女優生見愛瑠(23)が24日、都内で、映画「君が最後に遺した歌」(3月20日公開、三木孝浩監督)完成披露試写会舞台あいさつに、主演するなにわ男子道枝駿佑(23)らと出席した。

同作は作家一条岬氏の同名小説が原作。歌をつくる時間を通してひかれあいながらも、運命に翻弄(ほんろう)される男女の10年にわたる恋を描くラブストーリー。生見は聴く者をひきつける歌唱力を持ちながらも、文字の読み書きが困難な「発達性ディスレクシア」を抱える遠坂綾音を演じる。

役を演じるため、ロックバンド「東京事変」メンバーで音楽プロデューサーの亀田誠治氏(61)の元、ゼロから歌とギターを学んだ。「全く未経験だった」とし、「教えていただいて作品に挑むというのは初挑戦でした」と明かした。

演じる綾音はプロ級の才能の持ち主。そこに近づけるため、役作りの期間は約1年半に及んだ。それでも「足りないですよね。
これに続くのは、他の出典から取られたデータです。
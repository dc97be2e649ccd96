//! JSON boundary properties.

use ints2der::{integers_or_empty, parse_integers, MAX_SAFE_INTEGER};
use proptest::prelude::*;

use crate::common::encode_json;

proptest! {
    #![proptest_config(ProptestConfig::with_cases(500))]

    /// Property: serde_json-rendered safe integer arrays parse back exactly.
    #[test]
    fn prop_json_array_roundtrip(values in prop::collection::vec(-MAX_SAFE_INTEGER..=MAX_SAFE_INTEGER, 0..50)) {
        let text = serde_json::to_string(&values).unwrap();
        prop_assert_eq!(parse_integers(text.as_bytes()).unwrap(), values);
    }

    /// Property: any input at all produces a DER SEQUENCE.
    #[test]
    fn prop_any_input_produces_sequence(bytes in prop::collection::vec(any::<u8>(), 0..128)) {
        let der = encode_json(&bytes);
        prop_assert_eq!(der[0], 0x30);
        prop_assert!(ints2der::decode_sequence(&der).is_ok());
    }

    /// Property: a single out-of-range element empties the whole input.
    #[test]
    fn prop_out_of_range_empties(
        values in prop::collection::vec(-1000i64..1000, 0..10),
        excess in 1i64..1_000_000,
        negative in any::<bool>(),
    ) {
        let bad = MAX_SAFE_INTEGER + excess;
        let bad = if negative { -bad } else { bad };
        let mut all = values;
        all.push(bad);
        let text = serde_json::to_string(&all).unwrap();
        prop_assert!(integers_or_empty(text.as_bytes()).is_empty());
    }
}
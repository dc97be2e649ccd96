// Copyright 2025-present Harīṣh Tummalachērla
// SPDX-License-Identifier: Apache-2.0

//! SEQUENCE OF INTEGER: wrap the concatenated INTEGER TLVs.
//!
//! The content length is known before a single byte is written (every
//! INTEGER's size is a pure function of its value), so the output buffer is
//! allocated once at its exact final size and filled front to back.
//!
//! The parallel encoder splits the input into fixed-size runs, encodes each
//! run on the rayon pool, and then concatenates the runs in input order.
//! Output is byte-identical to the sequential path.

#[cfg(feature = "parallel")]
use rayon::prelude::*;
use tracing::debug;

use super::integer::{encode_integer, integer_from_content, integer_tlv_len};
use super::length::{encode_length, encoded_length_len, LengthMode};
use super::tlv::walk_sequence;
use super::TAG_SEQUENCE;
use crate::contracts::check_tlv_consistent;
use crate::error::DerError;

/// Values per rayon task. Small runs cost more in scheduling than they save.
#[cfg(feature = "parallel")]
const PARALLEL_CHUNK: usize = 4096;

fn sequence_header(content_len: usize) -> Vec<u8> {
    let mut buf = Vec::with_capacity(1 + encoded_length_len(content_len) + content_len);
    buf.push(TAG_SEQUENCE);
    encode_length(content_len, &mut buf);
    buf
}

/// DER-encode `values` as a `SEQUENCE OF INTEGER`.
///
/// An empty slice encodes as `30 00`.
pub fn encode_sequence(values: &[i64]) -> Vec<u8> {
    let content_len: usize = values.iter().map(|&v| integer_tlv_len(v)).sum();
    let mut buf = sequence_header(content_len);

    for &value in values {
        encode_integer(value, &mut buf);
    }

    check_tlv_consistent(&buf);
    debug!(count = values.len(), bytes = buf.len(), "encoded sequence");
    buf
}

/// Same output as [`encode_sequence`], with the children encoded on the
/// rayon pool.
#[cfg(feature = "parallel")]
pub fn encode_sequence_parallel(values: &[i64]) -> Vec<u8> {
    // par_chunks + collect keeps chunk order
    let runs: Vec<Vec<u8>> = values
        .par_chunks(PARALLEL_CHUNK)
        .map(|chunk| {
            let len: usize = chunk.iter().map(|&v| integer_tlv_len(v)).sum();
            let mut run = Vec::with_capacity(len);
            for &value in chunk {
                encode_integer(value, &mut run);
            }
            run
        })
        .collect();

    let content_len: usize = runs.iter().map(Vec::len).sum();
    let mut buf = sequence_header(content_len);
    for run in &runs {
        buf.extend_from_slice(run);
    }

    check_tlv_consistent(&buf);
    debug!(
        count = values.len(),
        runs = runs.len(),
        bytes = buf.len(),
        "encoded sequence in parallel"
    );
    buf
}

/// Decode a strict-DER `SEQUENCE OF INTEGER`.
pub fn decode_sequence(bytes: &[u8]) -> Result<Vec<i64>, DerError> {
    decode_sequence_with(bytes, LengthMode::Strict)
}

/// Decode a `SEQUENCE OF INTEGER` with the given length mode.
///
/// The whole buffer must be exactly one SEQUENCE.
pub fn decode_sequence_with(bytes: &[u8], mode: LengthMode) -> Result<Vec<i64>, DerError> {
    let records = walk_sequence(bytes, mode)?;

    records[1..]
        .iter()
        .map(|child| integer_from_content(&bytes[child.content_range()], child.content_start()))
        .collect()
}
あっという間でした」。

亀田氏は「どんどん上昇カーブを描いて良くなっていったけど、頑張っているところ見せないんですよ」とほほ笑んだ。

その結果、最高のライブシーンができあがった。三木監督は撮影現場で泣いたという。

だが生見自身はそのシーンについて「集中しすぎて、本当に記憶があんまりなくて…」という。「だから完成したのを見て、こんな表情をしてたんだって、自分でもびっくりというか新鮮な時間でした」と振り返った。